O Bruno, colega de Dracena, redigiu um texto a respeito da questão das férias. Reproduzo aqui por considerar muito bom e isso foi dito a ele por diversos outros colegas.

Estimado cidadão,

sabemos que a morosidade do sistema judiciário incomoda. Muito. Inclusive a nós, que nos formamos em Direito e nos tornamos Juízes com o ideal de fazermos Justiça, de resolvermos problemas concretos, ou seja, de ampararmos aqueles que tiveram seus direitos desrespeitados.

Muito se tem dito e feito contra essa demora. Mas procuram centralizar as causas dos problemas no Poder Judiciário e nos Juízes. E isso não pode ser admitido, já que esse sistema é integrado por um conjunto de instituições do qual fazem parte Judiciário, Executivo, Legislativo, Administração Penitenciária, Polícias, MP, OAB, PGE, Defensoria Pública.

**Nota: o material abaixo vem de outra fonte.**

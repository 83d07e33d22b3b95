// ============================================================================
// BizDesk API - Notification Handlers
// File: crates/bizdesk-api/src/handlers/notifications.rs
// ============================================================================
//! Templates and rules (admin) plus the signed-in user's inbox

use axum::extract::State;
use serde::{Deserialize, Serialize};
use uuid::Uuid;

use bizdesk_core::domain::{Notification, NotificationRule, NotificationTemplate};
use bizdesk_core::services::{RuleInput, TemplateInput};
use bizdesk_shared::{Page, Pagination};

use super::{created, ok, ApiResult, Created};
use crate::extractors::{ApiJson, ApiPath, ApiQuery, CurrentTenant};
use crate::response::Deleted;
use crate::state::AppState;

#[derive(Debug, Default, Deserialize)]
pub struct InboxQuery {
    #[serde(default)]
    pub unread: bool,
}

#[derive(Debug, Serialize)]
pub struct MarkedRead {
    pub updated: u64,
}

// ----------------------------------------------------------------- templates

/// GET /api/notification-templates
pub async fn list_templates(
    State(state): State<AppState>,
    CurrentTenant(ctx): CurrentTenant,
) -> ApiResult<Vec<NotificationTemplate>> {
    ok(state.notifications.list_templates(&ctx).await?)
}

/// POST /api/notification-templates
pub async fn create_template(
    State(state): State<AppState>,
    CurrentTenant(ctx): CurrentTenant,
    ApiJson(payload): ApiJson<TemplateInput>,
) -> Created<NotificationTemplate> {
    created(state.notifications.create_template(&ctx, payload).await?)
}

/// PUT /api/notification-templates/{id}
pub async fn update_template(
    State(state): State<AppState>,
    CurrentTenant(ctx): CurrentTenant,
    ApiPath(id): ApiPath<Uuid>,
    ApiJson(payload): ApiJson<TemplateInput>,
) -> ApiResult<NotificationTemplate> {
    ok(state.notifications.update_template(&ctx, &id, payload).await?)
}

/// DELETE /api/notification-templates/{id}
pub async fn delete_template(
    State(state): State<AppState>,
    CurrentTenant(ctx): CurrentTenant,
    ApiPath(id): ApiPath<Uuid>,
) -> ApiResult<Deleted> {
    state.notifications.delete_template(&ctx, &id).await?;
    Ok(axum::Json(Deleted::ok()))
}

// --------------------------------------------------------------------- rules

/// GET /api/notification-rules
pub async fn list_rules(
    State(state): State<AppState>,
    CurrentTenant(ctx): CurrentTenant,
) -> ApiResult<Vec<NotificationRule>> {
    ok(state.notifications.list_rules(&ctx).await?)
}

/// POST /api/notification-rules
pub async fn create_rule(
    State(state): State<AppState>,
    CurrentTenant(ctx): CurrentTenant,
    ApiJson(payload): ApiJson<RuleInput>,
) -> Created<NotificationRule> {
    created(state.notifications.create_rule(&ctx, payload).await?)
}

/// PUT /api/notification-rules/{id}
pub async fn update_rule(
    State(state): State<AppState>,
    CurrentTenant(ctx): CurrentTenant,
    ApiPath(id): ApiPath<Uuid>,
    ApiJson(payload): ApiJson<RuleInput>,
) -> ApiResult<NotificationRule> {
    ok(state.notifications.update_rule(&ctx, &id, payload).await?)
}

/// DELETE /api/notification-rules/{id}
pub async fn delete_rule(
    State(state): State<AppState>,
    CurrentTenant(ctx): CurrentTenant,
    ApiPath(id): ApiPath<Uuid>,
) -> ApiResult<Deleted> {
    state.notifications.delete_rule(&ctx, &id).await?;
    Ok(axum::Json(Deleted::ok()))
}

// --------------------------------------------------------------------- inbox

/// GET /api/notifications
pub async fn list_mine(
    State(state): State<AppState>,
    CurrentTenant(ctx): CurrentTenant,
    ApiQuery(query): ApiQuery<InboxQuery>,
    ApiQuery(pagination): ApiQuery<Pagination>,
) -> ApiResult<Page<Notification>> {
    ok(state
        .notifications
        .list_mine(&ctx, query.unread, pagination.normalized())
        .await?)
}

/// POST /api/notifications/{id}/read
pub async fn mark_read(
    State(state): State<AppState>,
    CurrentTenant(ctx): CurrentTenant,
    ApiPath(id): ApiPath<Uuid>,
) -> ApiResult<MarkedRead> {
    state.notifications.mark_read(&ctx, &id).await?;
    ok(MarkedRead { updated: 1 })
}

/// POST /api/notifications/read-all
pub async fn mark_all_read(State(state): State<AppState>, CurrentTenant(ctx): CurrentTenant) -> ApiResult<MarkedRead> {
    let updated = state.notifications.mark_all_read(&ctx).await?;
    ok(MarkedRead { updated })
}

Nós, Juízes, não possuímos horário predeterminado de trabalho. Trabalhamos em casa, onde o serviço rende mais; nos fóruns, fazendo audiências; aos finais de semana, estudando as causas mais complexas e presidindo plantões. Estamos - porque devemos estar - presentes em todas as audiências. De uma separação a uma interdição. De um acordo em inventário a um processo criminal envolvendo diversos crimes e criminosos perigosos.

Trata-se de uma carreira séria. Que exerce fiscalização sobre a Polícia Judiciária, sobre as Penitenciárias, sobre os Estabelecimentos com menores e até sobre os Cartórios extrajudiciais (notas, protesto, registro de imóveis etc.).

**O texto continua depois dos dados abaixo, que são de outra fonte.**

// ============================================================================
// BizDesk Infrastructure - Gemini Content Generator
// File: crates/bizdesk-infrastructure/src/gateways/gemini.rs
// ============================================================================

use async_trait::async_trait;
use reqwest::Client;
use serde::{Deserialize, Serialize};
use tracing::debug;

use bizdesk_core::error::DomainError;
use bizdesk_core::gateways::ContentGenerator;
use bizdesk_shared::config::LlmSettings;

use super::{ensure_success, http_client, network_error};

const SERVICE: &str = "gemini";

/// Google Gemini `generateContent` client.
pub struct GeminiGenerator {
    client: Client,
    base_url: String,
    api_key: String,
    model: String,
    temperature: f32,
    max_tokens: u32,
}

#[derive(Serialize)]
#[serde(rename_all = "camelCase")]
struct GenerateRequest<'a> {
    system_instruction: GeminiContent<'a>,
    contents: Vec<GeminiContent<'a>>,
    generation_config: GenerationConfig,
}

#[derive(Serialize)]
struct GeminiContent<'a> {
    #[serde(skip_serializing_if = "Option::is_none")]
    role: Option<&'a str>,
    parts: Vec<GeminiPart<'a>>,
}

#[derive(Serialize)]
struct GeminiPart<'a> {
    text: &'a str,
}

#[derive(Serialize)]
#[serde(rename_all = "camelCase")]
struct GenerationConfig {
    temperature: f32,
    max_output_tokens: u32,
}

#[derive(Deserialize)]
struct GenerateResponse {
    #[serde(default)]
    candidates: Vec<Candidate>,
}

#[derive(Deserialize)]
struct Candidate {
    content: Option<CandidateContent>,
}

#[derive(Deserialize)]
struct CandidateContent {
    #[serde(default)]
    parts: Vec<CandidatePart>,
}

#[derive(Deserialize)]
struct CandidatePart {
    #[serde(default)]
    text: String,
}

impl GeminiGenerator {
    pub fn new(settings: &LlmSettings) -> Result<Self, DomainError> {
        Ok(Self {
            client: http_client("gemini", settings.timeout_seconds)?,
            base_url: settings.gemini_base_url.trim_end_matches('/').to_string(),
            api_key: settings.gemini_api_key.clone(),
            model: settings.gemini_model.clone(),
            temperature: settings.temperature,
            max_tokens: settings.max_tokens,
        })
    }
}

#[async_trait]
impl ContentGenerator for GeminiGenerator {
    async fn complete(&self, system: &str, prompt: &str) -> Result<String, DomainError> {
        if self.api_key.is_empty() {
            return Err(DomainError::external(SERVICE, "API key not configured"));
        }

        let url = format!("{}/models/{}:generateContent", self.base_url, self.model);
        let request = GenerateRequest {
            system_instruction: GeminiContent {
                role: None,
                parts: vec![GeminiPart { text: system }],
            },
            contents: vec![GeminiContent {
                role: Some("user"),
                parts: vec![GeminiPart { text: prompt }],
            }],
            generation_config: GenerationConfig {
                temperature: self.temperature,
                max_output_tokens: self.max_tokens,
            },
        };

        let response = self
            .client
            .post(&url)
            .header("x-goog-api-key", &self.api_key)
            .json(&request)
            .send()
            .await
            .map_err(|e| network_error(SERVICE, e))?;
        let response = ensure_success(SERVICE, response).await?;

        let body: GenerateResponse = response
            .json()
            .await
            .map_err(|e| DomainError::external(SERVICE, format!("unreadable response: {}", e)))?;

        let text: String = body
            .candidates
            .into_iter()
            .next()
            .and_then(|c| c.content)
            .map(|c| c.parts.into_iter().map(|p| p.text).collect())
            .unwrap_or_default();

        if text.trim().is_empty() {
            return Err(DomainError::external(SERVICE, "empty completion"));
        }
        debug!(model = %self.model, chars = text.len(), "Gemini completion received");
        Ok(text)
    }
}

#[cfg(test)]
mod tests {
    use super::*;
    use wiremock::matchers::{header, method, path};
    use wiremock::{Mock, MockServer, ResponseTemplate};

    fn settings(base_url: &str) -> LlmSettings {
        LlmSettings {
            timeout_seconds: 5,
            gemini_base_url: base_url.to_string(),
            gemini_api_key: "g-key".to_string(),
            gemini_model: "gemini-test".to_string(),
            openai_base_url: String::new(),
            openai_api_key: String::new(),
            openai_model: String::new(),
            premium_model: String::new(),
            temperature: 0.2,
            max_tokens: 100,
        }
    }

    #[tokio::test]
    async fn test_complete_joins_candidate_parts() {
        let server = MockServer::start().await;
        Mock::given(method("POST"))
            .and(path("/models/gemini-test:generateContent"))
            .and(header("x-goog-api-key", "g-key"))
            .respond_with(ResponseTemplate::new(200).set_body_json(serde_json::json!({
                "candidates": [{ "content": { "parts": [{ "text": "{\"name\":" }, { "text": "\"Mug\"}" }] } }]
            })))
            .mount(&server)
            .await;

        let generator = GeminiGenerator::new(&settings(&server.uri())).unwrap();
        let text = generator.complete("system", "prompt").await.unwrap();
        assert_eq!(text, "{\"name\":\"Mug\"}");
    }

    #[tokio::test]
    async fn test_http_error_becomes_external() {
        let server = MockServer::start().await;
        Mock::given(method("POST"))
            .respond_with(ResponseTemplate::new(429).set_body_string("quota"))
            .mount(&server)
            .await;

        let generator = GeminiGenerator::new(&settings(&server.uri())).unwrap();
        let err = generator.complete("s", "p").await.unwrap_err();
        match err {
            DomainError::ExternalService { service, message } => {
                assert_eq!(service, "gemini");
                assert!(message.contains("429"));
            }
            other => panic!("unexpected error: {:?}", other),
        }
    }

    #[tokio::test]
    async fn test_missing_key_fails_without_request() {
        let mut cfg = settings("http://127.0.0.1:9");
        cfg.gemini_api_key.clear();
        let err = GeminiGenerator::new(&cfg).unwrap().complete("s", "p").await.unwrap_err();
        assert!(matches!(err, DomainError::ExternalService { .. }));
    }
}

Uma carreira assim PRECISA ser atrativa. PRECISA angariar os melhores alunos dos bancos universitários.

E PRECISA ser financeiramente recompensadora, para não dar azo à corrupção e a outras mazelas que vemos assombrar diversas Instituições.

Tentam, num discurso simplório, igualar todas as carreiras. Mas igualar por baixo. Agora, desejam o corte dos 60 dias de férias anuais a que fazem jus os Juízes.

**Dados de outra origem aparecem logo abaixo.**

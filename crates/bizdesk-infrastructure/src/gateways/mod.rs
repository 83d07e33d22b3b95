//! Outbound HTTP/SMTP adapters for the core gateway ports

mod gemini;
mod imgbb;
mod openai;
mod openfactura;
mod smtp;
mod web_search;

pub use gemini::GeminiGenerator;
pub use imgbb::ImgbbImageHost;
pub use openai::OpenAiGenerator;
pub use openfactura::OpenFacturaSource;
pub use smtp::SmtpMailer;
pub use web_search::GoogleWebResearcher;

use bizdesk_core::error::DomainError;
use reqwest::{Client, Response};
use std::time::Duration;

pub(crate) fn http_client(service: &'static str, timeout_seconds: u64) -> Result<Client, DomainError> {
    Client::builder()
        .timeout(Duration::from_secs(timeout_seconds.max(1)))
        .user_agent(concat!("bizdesk/", env!("CARGO_PKG_VERSION")))
        .build()
        .map_err(|e| DomainError::InternalError(format!("{} HTTP client could not be built: {}", service, e)))
}

/// Passes a successful response through; otherwise turns status and body
/// into an `ExternalService` error.
pub(crate) async fn ensure_success(service: &'static str, response: Response) -> Result<Response, DomainError> {
    if response.status().is_success() {
        return Ok(response);
    }
    let status = response.status();
    let text = response.text().await.unwrap_or_default();
    let text: String = text.chars().take(300).collect();
    Err(DomainError::external(service, format!("HTTP {}: {}", status, text)))
}

pub(crate) fn network_error(service: &'static str, e: reqwest::Error) -> DomainError {
    DomainError::external(service, format!("request failed: {}", e))
}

Entretanto, não explicam, não esclarecem, que muitos desses períodos sequer são deferidos para serem gozados, porque faltam juízes em nosso país. Também não dizem que esse período não é invenção brasileira, mas conclusão a que muitos chegaram, em razão da carga emocional a que uma pessoa que julga, fiscaliza e administra (fóruns, juizados e cartórios) está submetida. Também omitem que, de há muito, a grande maioria tira 30 desses 60 dias para tentar pôr ordem no serviço, diminuindo a gigantesca pilha de processos, que só faz aumentar por problemas nunca atacados (ausência de uma Defensoria forte e de uma JUstiça Federal capilarizada, por exemplo).

Dir-se-á que a medida gera economia. A curto prazo, talvez. Mas na visão de Estadistas, devemos pensar na qualidade do Estado que estamos criando. Um Juiz não recebe jetom, verba de gabinete, auxilio-selo, auxilio-moradia (a grande maioria). Vive de seus rendimentos. Altos se comparados com a ainda baixa média salarial brasileira. Mas questionáveis quando confrontados com suas inúmeras responsabilidades, com os destinos de vidas, liberdades, empresas que ele decide - e que, ao decidir, deve ter em conta apenas sua consciência e o Direito Brasileiro.

A questão é simples: não podemos nos dar ao luxo de, num país tão gigantesco, com problemas tão complexos e culturas tão díspares, dispensar algumas prerrogativas que tornem a Magistratura uma carreira de pessoas Vocacionadas, Idealistas, Comprometidas com o Direito e com a Justiça. Não podemos, em nome de um nivelamento por baixo, tornar uma carreira de Estado um fardo, uma ocupação repleta de dor-de-cabeça, porque, então, teremos criado um verdadeiro chamariz para oportunistas e gatunos de toda sorte. OS bons já terão abandonado o barco, para serem condignamente valorizados.